Eu cósmico

Por: Ronaldo Silva

Era uma tarde de outono.
Eu simplesmente caminhava
Por uma estrada poeirenta.
 
Eu inteiro: cabelos, boca,
narinas, orelhas e intestinos.
Caminhava calado, posto que,
de companhias humanas ia desprovido.
 
Nada pretendia:
nem rumo, nem encontro.
Somente caminhava, perpassado de natureza.
 
Pássaros, formigas, árvores...
Imaginei que tudo era eu movendo passos,
enquanto meu coração bombeava sangue.
 
A brisa, ora fria ora morna, 
excitava-me os pelos dos braços.
O sol envergonhado de pré-inverno
quase aquecia minha nuca desnuda.
 
Eu não sentia sede, não tinha fome,
nem vontade de piscar.
 
Meu todo era leve, quase etéreo.
E era só eu, mesmo sendo 
aquela paisagem imensa uma parte de mim.
(ou eu uma parte ínfima dela!)
 
Não havia desejo de sorrir,
tampouco prenúncio de pranto.
Se já não me inundava o amor,
também não me assaltava impulso de ódio.
 
Tão somente importava caminhar,
meu despretensioso caminhar em direção ao todo,
sempre mais para dentro de mim.
 
Os braços balançavam
completamente soltos e vadios,
descansados de algo que ficara
muitos quilômetros atrás.
 
Roupas de um algodão puríssimo cobriam-me.

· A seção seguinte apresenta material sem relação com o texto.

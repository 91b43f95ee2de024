//! Partial resolution.
//!
//! A partial is a markup fragment stored under the partials directory and
//! pulled into a document with `{% partial file="path/to/file.mdoc" /%}`.
//! Partials may include other partials; resolution is depth-first.
//!
//! For each tree the resolver first validates every partial tag it contains,
//! so a malformed tag fails the whole call before any file is touched. Then,
//! for each partial in document order, it reads and parses the file, records
//! its tree under the raw `file` value, and recurses into it.
//!
//! The result is an aggregate returned by value: the partial map and the
//! soft errors of every included tree, ordered as
//! `errors(P1) ++ nested(P1) ++ errors(P2) ++ nested(P2) ++ ...`.
//!
//! When the same path is reached twice, the map keeps its first position and
//! the tree from the last read. Its errors are reported once per inclusion.
//! A partial that includes one of its own ancestors is rejected.

use crate::ast::{LineRange, Node};
use crate::diagnostics::{ParsingError, collect_errors};
use crate::markup;
use indexmap::IndexMap;
use log::{debug, trace};
use std::io;
use std::path::{Component, Path, PathBuf};
use thiserror::Error;

/// Attribute naming the included file.
pub const FILE_ATTRIBUTE: &str = "file";

#[derive(Error, Debug)]
pub enum PartialError {
    #[error("partial tag at {lines} has no `file` attribute")]
    MissingFile { lines: LineRange },
    #[error("partial tag at {lines} has {count} `file` attributes, expected exactly one")]
    MultipleFiles { lines: LineRange, count: usize },
    #[error("partial tag at {lines} has an empty `file` attribute")]
    EmptyFile { lines: LineRange },
    #[error("partial path {file:?} points outside the partials directory")]
    OutsideDir { file: String },
    #[error("failed to read partial {}", path.display())]
    Read {
        path: PathBuf,
        #[source]
        source: io::Error,
    },
    #[error("cyclic partial reference: {}", chain.join(" -> "))]
    Cycle { chain: Vec<String> },
}

/// Partials reachable from one tree, with their collected soft errors.
#[derive(Debug, Default, Clone, PartialEq)]
pub struct ResolvedPartials {
    /// Raw `file` value to parsed tree, in discovery order.
    pub partials: IndexMap<String, Node>,
    pub errors: Vec<ParsingError>,
}

impl ResolvedPartials {
    fn merge(&mut self, other: ResolvedPartials) {
        for (file, tree) in other.partials {
            self.partials.insert(file, tree);
        }
        self.errors.extend(other.errors);
    }
}

/// Resolve every partial reachable from `ast`, reading files under `partials_dir`.
pub fn resolve_partials(ast: &Node, partials_dir: &Path) -> Result<ResolvedPartials, PartialError> {
    resolve_within(ast, partials_dir, &[])
}

fn resolve_within(
    ast: &Node,
    partials_dir: &Path,
    ancestors: &[String],
) -> Result<ResolvedPartials, PartialError> {
    let references = partial_references(ast)?;
    let mut resolved = ResolvedPartials::default();

    for reference in references {
        if ancestors.contains(&reference.key) {
            let mut chain = ancestors.to_vec();
            chain.push(reference.key);
            return Err(PartialError::Cycle { chain });
        }

        let path = partials_dir.join(reference.file);
        debug!(path:?; "Reading partial");
        let source = std::fs::read_to_string(&path)
            .map_err(|source| PartialError::Read { path, source })?;
        let tree = markup::parse(&source);

        let (index, _) = resolved.partials.insert_full(reference.file.to_string(), tree);
        let tree = &resolved.partials[index];
        let own_errors = collect_errors(tree);
        trace!(file = reference.file, errors = own_errors.len(); "Parsed partial");

        let mut chain = ancestors.to_vec();
        chain.push(reference.key);
        let nested = resolve_within(tree, partials_dir, &chain)?;

        resolved.errors.extend(own_errors);
        resolved.merge(nested);
    }

    Ok(resolved)
}

struct PartialReference<'a> {
    /// Value exactly as written in the tag.
    file: &'a str,
    /// Normalized relative path, used to detect cycles.
    key: String,
}

/// Validate every partial tag in the tree, in pre-order.
fn partial_references(ast: &Node) -> Result<Vec<PartialReference<'_>>, PartialError> {
    let mut references = Vec::new();
    collect_references(ast, &mut references)?;
    Ok(references)
}

fn collect_references<'a>(
    node: &'a Node,
    references: &mut Vec<PartialReference<'a>>,
) -> Result<(), PartialError> {
    if node.is_partial() {
        references.push(validate_partial_tag(node)?);
    }
    for child in &node.children {
        collect_references(child, references)?;
    }
    Ok(())
}

fn validate_partial_tag(node: &Node) -> Result<PartialReference<'_>, PartialError> {
    let lines = node.lines;
    let files: Vec<_> = node.attribute_annotations(FILE_ATTRIBUTE).collect();
    let file = match files.as_slice() {
        [] => return Err(PartialError::MissingFile { lines }),
        [single] => single.value.as_deref().unwrap_or_default(),
        many => {
            return Err(PartialError::MultipleFiles {
                lines,
                count: many.len(),
            });
        }
    };
    if file.trim().is_empty() {
        return Err(PartialError::EmptyFile { lines });
    }
    let key = contained_key(file).ok_or_else(|| PartialError::OutsideDir {
        file: file.to_string(),
    })?;
    Ok(PartialReference { file, key })
}

/// `a/./b.mdoc` → `a/b.mdoc`; `None` for absolute paths and `..` segments.
fn contained_key(file: &str) -> Option<String> {
    let mut parts = Vec::new();
    for component in Path::new(file).components() {
        match component {
            Component::Normal(part) => parts.push(part.to_string_lossy().into_owned()),
            Component::CurDir => {}
            Component::ParentDir | Component::RootDir | Component::Prefix(_) => return None,
        }
    }
    if parts.is_empty() {
        None
    } else {
        Some(parts.join("/"))
    }
}
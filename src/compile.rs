//! Site compilation.
//!
//! Runs the whole pipeline for every configured language:
//!
//! 1. Load the language's allow-list and option catalog. A broken catalog
//!    fails the language and stops the build.
//! 2. Discover `<content>/<lang>/**/*.mdoc`, sorted.
//! 3. Parse, join and render each page in parallel. Pages are independent:
//!    a hard error in one page is recorded as a failure and the rest carry on.
//!
//! [`write_pages`] then writes each page to `<output>/<lang>/<relative>.md`.

use crate::config::SiteConfig;
use crate::diagnostics::ParsingError;
use crate::document::{ParseError, ParsedFile, parse_file};
use crate::filters::{
    Allowlist, CatalogError, OptionCatalog, PageFiltersManifest, build_manifest, load_allowlist,
    load_filter_options, options_for_page,
};
use crate::page::{BuiltPage, PageError, PageInputs, build_page};
use log::{debug, info};
use rayon::prelude::*;
use std::io;
use std::path::{Path, PathBuf};
use thiserror::Error;
use walkdir::WalkDir;

/// Extension of Markdoc source files.
pub const SOURCE_EXTENSION: &str = "mdoc";

#[derive(Error, Debug)]
pub enum CompileError {
    #[error("option catalog for language {lang:?} is invalid")]
    Catalog {
        lang: String,
        #[source]
        source: CatalogError,
    },
    #[error("content directory for language {lang:?} not found: {}", path.display())]
    MissingContent { lang: String, path: PathBuf },
    #[error("failed to list content files: {0}")]
    Walk(#[from] walkdir::Error),
    #[error("{} is not inside any configured language content directory", path.display())]
    UnknownLanguage { path: PathBuf },
    #[error("failed to write {}", path.display())]
    Io {
        path: PathBuf,
        #[source]
        source: io::Error,
    },
    #[error(transparent)]
    Page(#[from] PageCompileError),
}

/// Hard error for a single page.
#[derive(Error, Debug)]
pub enum PageCompileError {
    #[error(transparent)]
    Parse(#[from] ParseError),
    #[error(transparent)]
    Render(#[from] PageError),
}

/// A successfully rendered page.
#[derive(Debug)]
pub struct CompiledPage {
    pub lang: String,
    pub source: PathBuf,
    /// Output path relative to the language directory, `.md` extension.
    pub relative: PathBuf,
    pub page: BuiltPage,
    /// Markup problems in the page and its partials.
    pub parse_errors: Vec<ParsingError>,
    /// Filter problems found joining the page with the catalog.
    pub manifest_errors: Vec<String>,
}

impl CompiledPage {
    pub fn has_errors(&self) -> bool {
        !self.parse_errors.is_empty() || !self.manifest_errors.is_empty()
    }
}

/// A page that could not be compiled.
#[derive(Debug)]
pub struct CompileFailure {
    pub lang: String,
    pub source: PathBuf,
    pub error: PageCompileError,
}

#[derive(Debug, Default)]
pub struct CompileReport {
    pub pages: Vec<CompiledPage>,
    pub failures: Vec<CompileFailure>,
}

impl CompileReport {
    /// Pages carrying soft errors.
    pub fn pages_with_errors(&self) -> impl Iterator<Item = &CompiledPage> {
        self.pages.iter().filter(|p| p.has_errors())
    }

    pub fn is_clean(&self) -> bool {
        self.failures.is_empty() && self.pages_with_errors().next().is_none()
    }
}

/// One page's parse result joined with its language's catalog.
#[derive(Debug)]
pub struct PageInspection {
    pub lang: String,
    pub parsed: ParsedFile,
    pub manifest: PageFiltersManifest,
}

/// Per-language inputs shared by every page of that language.
struct LanguageContext<'a> {
    lang: &'a str,
    content_dir: PathBuf,
    partials_dir: PathBuf,
    allowlist: Allowlist,
    catalog: OptionCatalog,
    config: &'a SiteConfig,
}

impl<'a> LanguageContext<'a> {
    fn load(site_dir: &Path, lang: &'a str, config: &'a SiteConfig) -> Result<Self, CompileError> {
        let options_dir = config.options_dir(site_dir, lang);
        let catalog_error = |source| CompileError::Catalog {
            lang: lang.to_string(),
            source,
        };
        let allowlist = load_allowlist(&options_dir).map_err(catalog_error)?;
        let catalog = load_filter_options(&options_dir, &allowlist).map_err(catalog_error)?;
        debug!(lang, option_sets = catalog.len(); "Loaded option catalog");

        Ok(Self {
            lang,
            content_dir: config.content_dir(site_dir, lang),
            partials_dir: config.partials_dir(site_dir),
            allowlist,
            catalog,
            config,
        })
    }

    fn compile_page(&self, source: &Path) -> Result<CompiledPage, PageCompileError> {
        let parsed = parse_file(source, &self.partials_dir)?;
        let manifest = build_manifest(&parsed.frontmatter, &self.catalog, &self.allowlist);
        let filter_options = options_for_page(&parsed.frontmatter, &self.catalog);
        let page = build_page(&PageInputs {
            parsed: &parsed,
            manifest: &manifest,
            filter_options: &filter_options,
            config: self.config,
        })?;

        let relative = source
            .strip_prefix(&self.content_dir)
            .unwrap_or(source)
            .with_extension("md");

        Ok(CompiledPage {
            lang: self.lang.to_string(),
            source: source.to_path_buf(),
            relative,
            page,
            parse_errors: parsed.errors,
            manifest_errors: manifest.errors,
        })
    }
}

/// Compile every page of every configured language.
pub fn compile_site(site_dir: &Path, config: &SiteConfig) -> Result<CompileReport, CompileError> {
    let mut report = CompileReport::default();

    for lang in &config.languages {
        let ctx = LanguageContext::load(site_dir, lang, config)?;
        let sources = discover_pages(&ctx.content_dir, lang)?;
        info!(lang, pages = sources.len(); "Compiling language");

        let results: Vec<_> = sources
            .par_iter()
            .map(|source| (source, ctx.compile_page(source)))
            .collect();

        for (source, result) in results {
            match result {
                Ok(page) => report.pages.push(page),
                Err(error) => report.failures.push(CompileFailure {
                    lang: lang.clone(),
                    source: source.clone(),
                    error,
                }),
            }
        }
    }

    Ok(report)
}

/// Parse one content file and build its manifest, without rendering.
///
/// The language is taken from the content directory the file lives in.
pub fn inspect_page(
    site_dir: &Path,
    config: &SiteConfig,
    file: &Path,
) -> Result<PageInspection, CompileError> {
    let canonical = |path: &Path| {
        path.canonicalize().map_err(|source| CompileError::Io {
            path: path.to_path_buf(),
            source,
        })
    };
    let file = canonical(file)?;

    let lang = config
        .languages
        .iter()
        .find(|lang| {
            config
                .content_dir(site_dir, lang)
                .canonicalize()
                .is_ok_and(|dir| file.starts_with(dir))
        })
        .ok_or_else(|| CompileError::UnknownLanguage { path: file.clone() })?;

    let ctx = LanguageContext::load(site_dir, lang, config)?;
    let parsed = parse_file(&file, &ctx.partials_dir).map_err(PageCompileError::from)?;
    let manifest = build_manifest(&parsed.frontmatter, &ctx.catalog, &ctx.allowlist);

    Ok(PageInspection {
        lang: lang.clone(),
        parsed,
        manifest,
    })
}

/// Write every compiled page under `output_dir`. Returns the written paths.
pub fn write_pages(report: &CompileReport, output_dir: &Path) -> Result<Vec<PathBuf>, CompileError> {
    let mut written = Vec::with_capacity(report.pages.len());
    for compiled in &report.pages {
        let path = output_dir.join(&compiled.lang).join(&compiled.relative);
        let io_error = |source| CompileError::Io {
            path: path.clone(),
            source,
        };
        if let Some(parent) = path.parent() {
            std::fs::create_dir_all(parent).map_err(io_error)?;
        }
        std::fs::write(&path, compiled.page.to_hugo_markdown()).map_err(io_error)?;
        debug!(path:?; "Wrote page");
        written.push(path);
    }
    Ok(written)
}

/// All `.mdoc` files under a language's content directory, sorted by path.
fn discover_pages(content_dir: &Path, lang: &str) -> Result<Vec<PathBuf>, CompileError> {
    if !content_dir.is_dir() {
        return Err(CompileError::MissingContent {
            lang: lang.to_string(),
            path: content_dir.to_path_buf(),
        });
    }
    let mut pages = Vec::new();
    for entry in WalkDir::new(content_dir).sort_by_file_name() {
        let entry = entry?;
        let is_source = entry
            .path()
            .extension()
            .is_some_and(|ext| ext == SOURCE_EXTENSION);
        if entry.file_type().is_file() && is_source {
            pages.push(entry.into_path());
        }
    }
    Ok(pages)
}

Revestindo os pés, sandálias confortáveis.
Eu prosseguia ereto.
Decidido, embora sem pressa ou ansiedade.
Rumo a um horizonte que se alargava sempre.
 
Segui assim por horas, dias, meses, anos.
Até que me senti abraçado por uma luz indizível.
 
E essa luz também era eu, compreendi.
(ou eu era ela!?)
Era tudo, numa comunhão cósmica eterna.